Interdisciplinary Program in Bioengineering, Wallace H. Coulter Department of Biomedical Engineering, Georgia Institute of Technology & Emory University, School of Biomolecular Engineering, Atlanta, GA 30332-0363, USA.
Mol Cell Proteomics. 2011 Mar;10(3):M110.003921. doi: 10.1074/mcp.M110.003921. Epub 2010 Dec 30.
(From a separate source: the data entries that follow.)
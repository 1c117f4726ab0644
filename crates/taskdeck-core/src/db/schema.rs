//! Canonical SQLite schema for taskdeck.
//!
//! The layout is the classic two-entity shape plus a join table:
//! - `tasks` keeps scalar fields, enum columns CHECK-constrained to their
//!   closed value sets
//! - `tags` carries a UNIQUE name so get-or-create can be an atomic upsert
//! - `task_tags` models the many-to-many association
//! - `users` is the minimal identity table `assigned_to` points at;
//!   deleting a user nulls the reference rather than cascading

/// Migration v1: core tables.
pub const MIGRATION_V1_SQL: &str = r"
CREATE TABLE IF NOT EXISTS users (
    user_id INTEGER PRIMARY KEY,
    username TEXT NOT NULL UNIQUE CHECK (length(trim(username)) > 0)
);

CREATE TABLE IF NOT EXISTS tasks (
    task_id INTEGER PRIMARY KEY,
    title TEXT NOT NULL CHECK (length(trim(title)) > 0),
    description TEXT NOT NULL DEFAULT '',
    status TEXT NOT NULL DEFAULT 'TODO' CHECK (status IN ('TODO', 'IN_PROGRESS', 'DONE')),
    priority TEXT NOT NULL DEFAULT 'LOW' CHECK (priority IN ('LOW', 'MEDIUM', 'HIGH', 'CRITICAL')),
    due_date_us INTEGER,
    assigned_to INTEGER REFERENCES users(user_id) ON DELETE SET NULL,
    created_at_us INTEGER NOT NULL,
    updated_at_us INTEGER NOT NULL,
    CHECK (updated_at_us >= created_at_us)
);

CREATE TABLE IF NOT EXISTS tags (
    tag_id INTEGER PRIMARY KEY,
    name TEXT NOT NULL UNIQUE CHECK (length(trim(name)) > 0)
);

CREATE TABLE IF NOT EXISTS task_tags (
    task_id INTEGER NOT NULL REFERENCES tasks(task_id) ON DELETE CASCADE,
    tag_id INTEGER NOT NULL REFERENCES tags(tag_id) ON DELETE CASCADE,
    PRIMARY KEY (task_id, tag_id)
);
";

/// Migration v2: read-path indexes for the list filters.
pub const MIGRATION_V2_SQL: &str = r"
CREATE INDEX IF NOT EXISTS idx_tasks_status_created
    ON tasks(status, created_at_us);

CREATE INDEX IF NOT EXISTS idx_tasks_priority_created
    ON tasks(priority, created_at_us);

CREATE INDEX IF NOT EXISTS idx_tasks_assigned
    ON tasks(assigned_to);

CREATE INDEX IF NOT EXISTS idx_tasks_due
    ON tasks(due_date_us);

CREATE INDEX IF NOT EXISTS idx_task_tags_tag
    ON task_tags(tag_id, task_id);
";

/// Indexes expected by the list/filter query paths.
pub const REQUIRED_INDEXES: &[&str] = &[
    "idx_tasks_status_created",
    "idx_tasks_priority_created",
    "idx_tasks_assigned",
    "idx_tasks_due",
    "idx_task_tags_tag",
];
Adoptive T-cell transfer therapy relies upon in vitro expansion of autologous cytotoxic T cells that are capable of tumor recognition. The success of this cell-based therapy depends on the specificity and responsiveness of the T cell clones before transfer. During ex vivo expansion, CD8+ T cells present signs of replicative senescence and loss of function. The transfer of nonresponsive senescent T cells is a major bottleneck for the success of adoptive T-cell transfer therapy. Quantitative methods for assessing cellular age and responsiveness will facilitate the development of appropriate cell expansion and selection protocols. Although several biomarkers of lymphocyte senescence have been identified, these proteins in isolation are not sufficient to determine the age-dependent responsiveness of T cells. We have developed a multivariate model capable of extracting combinations of markers that are the most informative to predict cellular age. To acquire signaling information with high temporal resolution, we designed a microfluidic chip enabling parallel lysis and fixation of stimulated cell samples on-chip. The acquisition of 25 static biomarkers and 48 dynamic signaling measurements at different days in culture, integrating single-cell and population based information, allowed the multivariate regression model to accurately predict CD8+ T-cell age. From surface marker expression and early phosphorylation events following T-cell receptor stimulation, the model successfully predicts days in culture and number of population doublings with R2=0.91 and 0.98, respectively. Furthermore, we found that impairment of early signaling events following T cell receptor stimulation because of long term culture allows prediction of costimulatory molecules CD28 and CD27 expression levels and the number of population divisions in culture from a limited subset of signaling proteins. The multivariate analysis highlights the information content of both averaged biomarker values and heterogeneity metrics for prediction of cellular age within a T cell population.
过继性 T 细胞转移疗法依赖于能够识别肿瘤的自体细胞毒性 T 细胞的体外扩增。这种基于细胞的疗法的成功取决于转移前 T 细胞克隆的特异性和反应性。在体外扩增过程中,CD8+T 细胞表现出复制衰老和功能丧失的迹象。无反应性衰老 T 细胞的转移是过继性 T 细胞转移治疗成功的主要瓶颈。评估细胞年龄和反应性的定量方法将有助于制定适当的细胞扩增和选择方案。尽管已经确定了几种淋巴细胞衰老的生物标志物,但这些蛋白质单独使用不足以确定 T 细胞的年龄依赖性反应性。我们开发了一种多变量模型,能够提取出最能预测细胞年龄的标志物组合。为了以高时间分辨率获取信号信息,我们设计了一种微流控芯片,能够在芯片上并行裂解和固定刺激的细胞样本。在培养的不同天数获取 25 个静态生物标志物和 48 个动态信号测量值,整合单细胞和群体信息,使多元回归模型能够准确预测 CD8+T 细胞的年龄。从 T 细胞受体刺激后的表面标志物表达和早期磷酸化事件,该模型成功地预测了培养天数和群体倍增次数,R2 分别为 0.91 和 0.98。此外,我们发现由于长期培养导致 T 细胞受体刺激后的早期信号事件受损,可通过有限数量的信号蛋白预测共刺激分子 CD28 和 CD27 的表达水平以及培养中的群体分裂次数。多元分析突出了平均生物标志物值和异质性指标在预测 T 细胞群体中细胞年龄方面的信息含量。